Here's the link to the sword I am offering:

http://www.tozandoshop.com/product_p/nt_106.htm

Send me a PM if you're interested.

----------


## Chris Fields

Here is what I did, don't know if you would be interested in going this route, but it's an option:

I didn't want a stainless or cheap steel iaito, I actually wanted one alittle on the heavy side so that the real sword would feel lighter when I moved to it. Well,... never found one. So, I took a practical XL light, and dulled it down to an exceptable level. It has a good weight and balance, and when I move to doing cutts, I can just resharpen it. Being a PC performace series blade, resharpening it actually gives it a better edge geometry then it had for harder targets like bamboo and such.

"edit" - just realized you are pretty close to me, I am over in Tampa if you need any help with dulling or resharpening. =)

----------


## Brian Pettett

Mark, have you joined a dojo yet?  What does your sensei say?  Most have specific brands that they recommend, and for good reason.  




> I want something that has the correct balance of a proper sword (6" from the Tsuba is the closest to perfect that I've seen written)


Do not rely solely on figures you find online; they can tell you nothing without a frame of reference that you don't currently have.  FWIW, I have had two iaito over the last four years, and I couldn't tell you what the POB is.  They both have handled excellently, though.

Fact is, you will adjust to what you train with.  And when the day comes for you to move to shinken, you will have to adjust again in so many different areas anyways; the balance point will be relatively inconsequential.  So just join a reputable dojo, and buy what they tell you to.

----------


## Timo Qvintus

Are you going to have blade-to-blade contact? What kind of iaito do others in your dojo use?

----------


## mark p. smith

> Here is what I did, don't know if you would be interested in going this route, but it's an option:
> 
> I didn't want a stainless or cheap steel iaito, I actually wanted one alittle on the heavy side so that the real sword would feel lighter when I moved to it. Well,... never found one. So, I took a practical XL light, and dulled it down to an exceptable level. It has a good weight and balance, and when I move to doing cutts, I can just resharpen it. Being a PC performace series blade, resharpening it actually gives it a better edge geometry then it had for harder targets like bamboo and such.
> 
> "edit" - just realized you are pretty close to me, I am over in Tampa if you need any help with dulling or resharpening. =)


Thanks for the offer. Where do you practice?

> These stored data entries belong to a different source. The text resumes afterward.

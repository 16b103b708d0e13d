//! Trade orchestration pipeline (C7 / §4.7): `process_trade_request`.
//! Single-pass, non-retrying — any peer failure short-circuits and emits an
//! error audit event (§4.7).

use rpc_core::client::RpcClient;
use rpc_core::error::ToolError;
use serde_json::{json, Value};
use shared_models::hex_token;
use shared_models::time::now_iso;
use std::collections::HashMap;
use std::time::Duration;

pub struct TraderSupervisorState {
    pub market: RpcClient,
    pub technical: RpcClient,
    pub volatility: RpcClient,
    pub news: RpcClient,
    pub risk: RpcClient,
    pub execution: RpcClient,
    pub compliance: RpcClient,
}

impl TraderSupervisorState {
    pub fn from_env() -> Self {
        Self {
            market: RpcClient::new(shared_models::ports::market_url(), "trader-supervisor", Duration::from_secs(5)),
            technical: RpcClient::new(shared_models::ports::technical_url(), "trader-supervisor", Duration::from_secs(10)),
            volatility: RpcClient::new(shared_models::ports::volatility_url(), "trader-supervisor", Duration::from_secs(10)),
            news: RpcClient::new(shared_models::ports::news_url(), "trader-supervisor", Duration::from_secs(15)),
            risk: RpcClient::new(shared_models::ports::risk_url(), "trader-supervisor", Duration::from_secs(5)),
            execution: RpcClient::new(shared_models::ports::execution_url(), "trader-supervisor", Duration::from_secs(5)),
            compliance: RpcClient::new(shared_models::ports::compliance_url(), "trader-supervisor", Duration::from_secs(5)),
        }
    }

    async fn audit(&self, event_type: &str, action: &str, payload: HashMap<String, Value>, severity: &str) {
        let _ = self
            .compliance
            .call_tool(
                "log_event",
                json!({
                    "event_type": event_type,
                    "producer": "trader-supervisor",
                    "action": action,
                    "payload": payload,
                    "severity": severity,
                }),
            )
            .await;
    }

    async fn fail(&self, trade_id: &str, action: &str, reason: String) -> Value {
        let mut payload = HashMap::new();
        payload.insert("trade_id".to_string(), json!(trade_id));
        payload.insert("reason".to_string(), json!(reason));
        self.audit("error", action, payload, "critical").await;
        json!({ "success": false, "trade_id": trade_id, "reason": reason, "timestamp": now_iso() })
    }
}

fn vote(verdict: &str, bullish: &str, bearish: &str) -> i32 {
    if verdict == bullish {
        1
    } else if verdict == bearish {
        -1
    } else {
        0
    }
}

pub async fn process_trade_request(state: &TraderSupervisorState, symbol: &str, quantity: f64) -> Result<Value, ToolError> {
    let trade_id = format!("TRD-{}", hex_token(8));

    let mut start_payload = HashMap::new();
    start_payload.insert("trade_id".to_string(), json!(trade_id));
    start_payload.insert("symbol".to_string(), json!(symbol));
    start_payload.insert("quantity".to_string(), json!(quantity));
    state.audit("proposal", "start", start_payload, "info").await;

    let price_result = match state.market.call_tool("get_live_price", json!({ "symbol": symbol })).await {
        Ok(v) => v,
        Err(e) => return Ok(state.fail(&trade_id, "fetch_price", format!("market unreachable: {e}")).await),
    };
    let Some(price) = price_result.get("price").and_then(Value::as_f64) else {
        return Ok(state.fail(&trade_id, "fetch_price", "market returned no price".to_string()).await);
    };

    let (technical_result, volatility_result, news_result) = tokio::join!(
        state.technical.call_tool("analyze_technical", json!({ "symbol": symbol })),
        state.volatility.call_tool("analyze_volatility", json!({ "symbol": symbol })),
        state.news.call_tool("analyze_news", json!({ "symbol": symbol })),
    );
    let technical = match technical_result {
        Ok(v) => v,
        Err(e) => return Ok(state.fail(&trade_id, "fetch_signals", format!("technical unreachable: {e}")).await),
    };
    let volatility = match volatility_result {
        Ok(v) => v,
        Err(e) => return Ok(state.fail(&trade_id, "fetch_signals", format!("volatility unreachable: {e}")).await),
    };
    let news = match news_result {
        Ok(v) => v,
        Err(e) => return Ok(state.fail(&trade_id, "fetch_signals", format!("news unreachable: {e}")).await),
    };

    let technical_verdict = technical.get("verdict").and_then(Value::as_str).unwrap_or("HOLD").to_string();
    let technical_confidence = technical.get("confidence").and_then(Value::as_f64).unwrap_or(0.0);
    let news_verdict = news.get("verdict").and_then(Value::as_str).unwrap_or("UNKNOWN").to_string();
    let news_confidence = news.get("confidence").and_then(Value::as_f64).unwrap_or(0.0);
    let volatility_risk = volatility.get("volatility").and_then(Value::as_f64).unwrap_or(0.0);

    let votes = vote(&technical_verdict, "BUY", "SELL") + vote(&news_verdict, "POSITIVE", "NEGATIVE");
    let action = if votes > 0 {
        "BUY"
    } else if votes < 0 {
        "SELL"
    } else {
        "HOLD"
    };

    let aggregate_confidence = 0.4 * technical_confidence + 0.3 * news_confidence + 0.3 * (1.0 - volatility_risk);

    let mut contributing_signals = HashMap::new();
    contributing_signals.insert("technical".to_string(), technical.clone());
    contributing_signals.insert("volatility".to_string(), volatility.clone());
    contributing_signals.insert("news".to_string(), news.clone());

    if action == "HOLD" {
        return Ok(json!({
            "success": true,
            "trade_id": trade_id,
            "symbol": symbol,
            "action": "HOLD",
            "reason": "tied or neutral signal vote",
            "contributing_signals": contributing_signals,
            "timestamp": now_iso(),
        }));
    }

    let portfolio = match state.execution.call_tool("get_portfolio_state", json!({})).await {
        Ok(v) => v,
        Err(e) => return Ok(state.fail(&trade_id, "fetch_portfolio", format!("execution unreachable: {e}")).await),
    };
    let total_value = portfolio.get("total_value").and_then(Value::as_f64).unwrap_or(0.0);
    let trade_value = quantity * price;
    let position_size_fraction = if total_value > 0.0 { trade_value / total_value } else { 1.0 };

    let risk_verdict = match state
        .risk
        .call_tool(
            "validate_trade",
            json!({
                "confidence": aggregate_confidence,
                "volatility": volatility_risk,
                "position_size_fraction": position_size_fraction,
                "trade_value": trade_value,
            }),
        )
        .await
    {
        Ok(v) => v,
        Err(e) => return Ok(state.fail(&trade_id, "validate_risk", format!("risk unreachable: {e}")).await),
    };

    let mut risk_payload = HashMap::new();
    risk_payload.insert("trade_id".to_string(), json!(trade_id));
    risk_payload.insert("approved".to_string(), risk_verdict.get("approved").cloned().unwrap_or(json!(false)));
    risk_payload.insert("risk_score".to_string(), risk_verdict.get("risk_score").cloned().unwrap_or(json!(0.0)));
    state.audit("risk_decision", "validate_trade", risk_payload, "info").await;

    let approved = risk_verdict.get("approved").and_then(Value::as_bool).unwrap_or(false);
    if !approved {
        return Ok(json!({
            "success": true,
            "trade_id": trade_id,
            "symbol": symbol,
            "action": action,
            "approved": false,
            "risk_verdict": risk_verdict,
            "position_size_fraction": position_size_fraction,
            "trade_value": trade_value,
            "aggregated_confidence": aggregate_confidence,
            "contributing_signals": contributing_signals,
            "timestamp": now_iso(),
        }));
    }

    let execution_result = match state
        .execution
        .call_tool(
            "execute_trade",
            json!({
                "trade_id": trade_id,
                "symbol": symbol,
                "action": action,
                "quantity": quantity,
                "price": price,
                "approved": true,
                "risk_validation": risk_verdict,
            }),
        )
        .await
    {
        Ok(v) => v,
        Err(e) => return Ok(state.fail(&trade_id, "execute", format!("execution unreachable: {e}")).await),
    };

    let mut exec_payload = HashMap::new();
    exec_payload.insert("trade_id".to_string(), json!(trade_id));
    exec_payload.insert("success".to_string(), execution_result.get("success").cloned().unwrap_or(json!(false)));
    state.audit("execution", "execute_trade", exec_payload, "info").await;

    Ok(json!({
        "success": true,
        "trade_id": trade_id,
        "symbol": symbol,
        "action": action,
        "approved": true,
        "price": price,
        "quantity": quantity,
        "trade_value": trade_value,
        "position_size_fraction": position_size_fraction,
        "aggregated_confidence": aggregate_confidence,
        "risk_verdict": risk_verdict,
        "execution_result": execution_result,
        "contributing_signals": contributing_signals,
        "timestamp": now_iso(),
    }))
}

#[cfg(test)]
mod tests {
    use super::*;

    #[test]
    fn tied_votes_yield_hold() {
        assert_eq!(vote("HOLD", "BUY", "SELL") + vote("NEUTRAL", "POSITIVE", "NEGATIVE"), 0);
    }

    #[test]
    fn opposing_votes_yield_hold() {
        assert_eq!(vote("BUY", "BUY", "SELL") + vote("NEGATIVE", "POSITIVE", "NEGATIVE"), 0);
    }

    #[test]
    fn aligned_votes_yield_buy() {
        assert_eq!(vote("BUY", "BUY", "SELL") + vote("POSITIVE", "POSITIVE", "NEGATIVE"), 2);
    }
}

BTW...How does the Practical and the saya hold up overall for you in constant use? I don't want whatever I get to start coming loose and falling apart in my hands in 3 or 4 months of constant use.

----------


## mark p. smith

> Mr Smith, 
> 
> I have a brand new Tozando Iaito that I can sell to you for a good price.
> Here's the link to the sword I am offering:
> 
> http://www.tozandoshop.com/product_p/nt_106.htm
> 
> Send me a PM if you're interested.


Considering your location it's probably going to cost me as much to ship it as it is buy it from you. 
The web page link you sent me doesn't show the blade. Can you send me some up to date pictures of the one you own?

----------


## mark p. smith

> Are you going to have blade-to-blade contact? What kind of iaito do others in your dojo use?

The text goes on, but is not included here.